Quedaron muy atrás los tiempos en los que estudiar para el profesor era una acción
cotidiana, sin tantos papeleos, sin tantas angustias. Era solo adquirir un sólido hábito de
lectura y de escritura y sostenerle en el tiempo a pesar de los vaivenes de la economía, de
las nuevas regulaciones de gobiernos de turno, de tendencias duraderas o pasajeras; lo
único que importaba era estar en contacto con la vida en todas sus formas a través del libro.

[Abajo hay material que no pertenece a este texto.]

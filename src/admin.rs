use anyhow::{Context, Result};
use futures::{future, prelude::*};
use hyper::{
    header::{HeaderValue, CONTENT_TYPE},
    service::{make_service_fn, service_fn},
    Body, Method, Request, Response, StatusCode,
};
use std::{convert::Infallible, net::SocketAddr};
use tokio::sync::watch;
use tracing::info;

/// Serves liveness and readiness probes until `drain` is signaled.
pub async fn serve(addr: SocketAddr, ready: watch::Receiver<bool>, drain: drain::Watch) -> Result<()> {
    let make_svc = make_service_fn(move |_| {
        let ready = ready.clone();
        future::ok::<_, Infallible>(service_fn(move |req: Request<Body>| {
            let rsp = respond(&req, *ready.borrow());
            future::ok::<_, Infallible>(rsp)
        }))
    });

    let server = hyper::Server::try_bind(&addr)
        .with_context(|| format!("binding {}", addr))?
        .serve(make_svc)
        .with_graceful_shutdown(drain.clone().signaled().map(|_release| ()));
    info!(%addr, "Serving probes");
    drain
        .ignore_signaled()
        .release_after(server)
        .await
        .context("serving probes")
}

fn respond(req: &Request<Body>, ready: bool) -> Response<Body> {
    if req.method() != Method::GET {
        return text(StatusCode::METHOD_NOT_ALLOWED, "method not allowed\n");
    }
    match req.uri().path() {
        "/live" => text(StatusCode::OK, "live\n"),
        "/ready" if ready => text(StatusCode::OK, "ready\n"),
        "/ready" => text(StatusCode::SERVICE_UNAVAILABLE, "not ready\n"),
        _ => text(StatusCode::NOT_FOUND, "not found\n"),
    }
}

fn text(status: StatusCode, body: &'static str) -> Response<Body> {
    let mut rsp = Response::new(Body::from(body));
    *rsp.status_mut() = status;
    rsp.headers_mut()
        .insert(CONTENT_TYPE, HeaderValue::from_static("text/plain"));
    rsp
}

#[cfg(test)]
mod tests {
    use super::*;

    fn get(path: &str) -> Request<Body> {
        Request::get(path).body(Body::empty()).unwrap()
    }

    #[test]
    fn probes() {
        assert_eq!(respond(&get("/live"), false).status(), StatusCode::OK);
        assert_eq!(
            respond(&get("/ready"), false).status(),
            StatusCode::SERVICE_UNAVAILABLE
        );
        assert_eq!(respond(&get("/ready"), true).status(), StatusCode::OK);
        assert_eq!(respond(&get("/metrics"), true).status(), StatusCode::NOT_FOUND);
        let post = Request::post("/live").body(Body::empty()).unwrap();
        assert_eq!(
            respond(&post, true).status(),
            StatusCode::METHOD_NOT_ALLOWED
        );
    }

    #[tokio::test]
    async fn stops_on_drain() {
        let listener = std::net::TcpListener::bind("127.0.0.1:0").unwrap();
        let addr = listener.local_addr().unwrap();
        drop(listener);

        let (_ready_tx, ready_rx) = watch::channel(false);
        let (signal, watch) = drain::channel();
        let task = tokio::spawn(serve(addr, ready_rx, watch));
        signal.drain().await;
        task.await.unwrap().unwrap();
    }
}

Responsables, todos. El profesor en primera instancia porque en una gran mayoría no logró
hacerse a una cultura de lectura y escritura y ponerla al servicio de su quehacer docente y
de su propio intelecto. Por ello le resultan, en medio de todo, oportunas las variadas ofertas
de estudiar bajo un sello institucional. La institución porque por lo regular quienes dirigen
los destinos de su actividad académica, a pesar de que alguna vez fueron profesores, ahora
en el rol de directivos, no reconocen esas formas otras de estudiar como son leer y escribir.

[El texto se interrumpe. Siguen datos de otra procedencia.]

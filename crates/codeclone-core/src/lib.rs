//! Code Clone Detection Core Library
//!
//! Provides the count-vector primitive used to quantify how similarly two
//! source-code variables are used. The surrounding pipeline walks an AST,
//! reports every reference to a tracked variable as an opaque evidence
//! payload, and later compares the resulting usage profiles pairwise to
//! group variables into clone candidates.
//!
//! # Architecture
//!
//! This crate defines:
//! - The usage profile type ([`CountVector`]) with its accumulation and
//!   normalized pairwise difference metric
//! - The counting-condition seam ([`Condition`], [`BoxedCondition`],
//!   [`from_fn`])
//! - Error types and the crate [`Result`] alias
//! - Named constants ([`constants`])
//!
//! Everything that produces the inputs (AST traversal, reference-event
//! extraction, the semantics of the counting predicates) lives upstream.
//! Clustering of variables by the resulting distances lives downstream.
//!
//! # Example
//!
//! ```
//! use codeclone_core::{from_fn, CountVector};
//!
//! // One dimension per usage predicate; evidence here is the access kind.
//! let mut profile = CountVector::new(
//!     "i",
//!     vec![
//!         from_fn(|kind: &str| kind == "read"),
//!         from_fn(|kind: &str| kind == "write"),
//!     ],
//! );
//!
//! profile.count_reference("read");
//! profile.count_reference("read");
//! profile.count_reference("write");
//!
//! assert_eq!(profile.counts(), &[2.0, 1.0]);
//! ```

pub mod constants;
pub mod error;
pub mod vector;

// Re-exports for convenience
pub use error::{CountVectorError, Result};
pub use vector::{from_fn, BoxedCondition, Condition, CountVector};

Tal vez porque ellos mismos jamás lo hicieron. El Estado a través de su sistema educativo
que gobierno tras gobierno solo genera mecanismos de control para una práctica que
debiera estar soportada por la estructura maciza de la confianza.

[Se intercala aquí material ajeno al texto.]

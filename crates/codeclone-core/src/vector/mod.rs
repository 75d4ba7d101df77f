//! Count-vector usage profiles for tracked variables.
//!
//! One [`CountVector`] is created per tracked variable before traversal
//! begins, accumulates weighted occurrence counts as the traversal reports
//! reference events, and is compared pairwise against other profiles once
//! traversal completes.
//!
//! # Module Structure
//!
//! - `condition`: the counting-condition seam ([`Condition`], [`from_fn`])
//! - `count_vector`: the profile type and its difference metric

mod condition;
mod count_vector;


// Re-export public types
pub use condition::{from_fn, BoxedCondition, Condition};
pub use count_vector::CountVector;
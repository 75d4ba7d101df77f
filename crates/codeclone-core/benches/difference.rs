//! Micro-benchmarks for the count-vector hot paths: accumulation during
//! traversal and pairwise difference during clustering.

use criterion::{black_box, criterion_group, criterion_main, Criterion};

use codeclone_core::{from_fn, BoxedCondition, CountVector};

/// Realistic condition counts: small hand-picked sets up to generous ones.
const DIMS: [usize; 3] = [8, 32, 64];

/// Profile over `u64` evidence where condition `i` fires on bit `i % 64`.
fn bit_profile(dims: usize, references: u64) -> CountVector<u64> {
    let conditions: Vec<BoxedCondition<u64>> = (0..dims)
        .map(|i| from_fn(move |bits: &u64| bits & (1u64 << (i % 64)) != 0))
        .collect();
    let mut profile = CountVector::new("bench", conditions);
    // Weyl sequence gives a cheap deterministic spread of evidence values.
    for i in 0..references {
        profile.count_reference(&i.wrapping_mul(0x9e37_79b9_7f4a_7c15));
    }
    profile
}

fn bench_count_reference(c: &mut Criterion) {
    let mut group = c.benchmark_group("count_reference");
    for dims in DIMS {
        let mut profile = bit_profile(dims, 0);
        group.bench_function(format!("dims/{dims}"), |b| {
            b.iter(|| profile.count_reference(black_box(&0xDEAD_BEEF_u64)));
        });
    }
    group.finish();
}

fn bench_difference(c: &mut Criterion) {
    let mut group = c.benchmark_group("difference");
    for dims in DIMS {
        let a = bit_profile(dims, 1024);
        let b = bit_profile(dims, 768);
        group.bench_function(format!("dims/{dims}"), |bencher| {
            bencher.iter(|| {
                a.difference(black_box(&b))
                    .expect("profiles share dimensionality")
            });
        });
    }
    group.finish();
}

criterion_group!(benches, bench_count_reference, bench_difference);
criterion_main!(benches);
use bevy::prelude::*;

use crate::map::TileId;
use crate::movement::MoveOutcome;

/// Request to move the party one step onto `to`.
#[derive(Debug, Clone, PartialEq, Eq)]
pub struct MoveRequest {
    pub to: TileId,
}

impl MoveRequest {
    pub fn new(to: impl Into<TileId>) -> Self {
        Self { to: to.into() }
    }
}

/// Emitted for every processed move, whatever its outcome.
#[derive(Message, Debug, Clone, PartialEq)]
pub struct MoveResolved {
    pub from: TileId,
    pub to: TileId,
    pub outcome: MoveOutcome,
}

Tenemos hoy profesores – estudiantes en todas las instituciones. Coleccionistas de títulos,
visitantes asiduos de universidades e institutos de todos los perfiles, papers van papers
vienen. También tenemos profesores estresados, alcanzados en su tarea primordial como
es la de atender a sus estudiantes en una relación de diálogo y de cercanía. Pero, sobre
todo tenemos hoy, como pocas veces en la historia de la universidad, estudiantes
descontentos por el desempeño docente. Empresas cada vez más desconfiadas del
profesional que la universidad le entrega. Seguramente esta y otras razones han contribuido
para que la universidad colombiana en los últimos veinte años haya mirado la creación de
empresas como el “salvavidas” que requería urgente para reducir los efectos de un
problema que tiene otras causas.
No deja de sonar a ironía que cuando el profesor apostó, por la razón que sea, a ser
estudiante a la par con su labor de enseñanza, es cuando más se ha alejado de la figura
de profesor que acompaña al estudiante en su complejo proceso formativo. Tenemos ahora
un profesor con más estudios terminados y en proceso que nunca, pero distante de aquellas
cátedras memorables que llenaban salones y dejaban huella en los asistentes, algunos de
los cuales ni siquiera eran estudiantes regulares del curso, ni del programa; solo eran
visitantes ocasionales de una genial clase.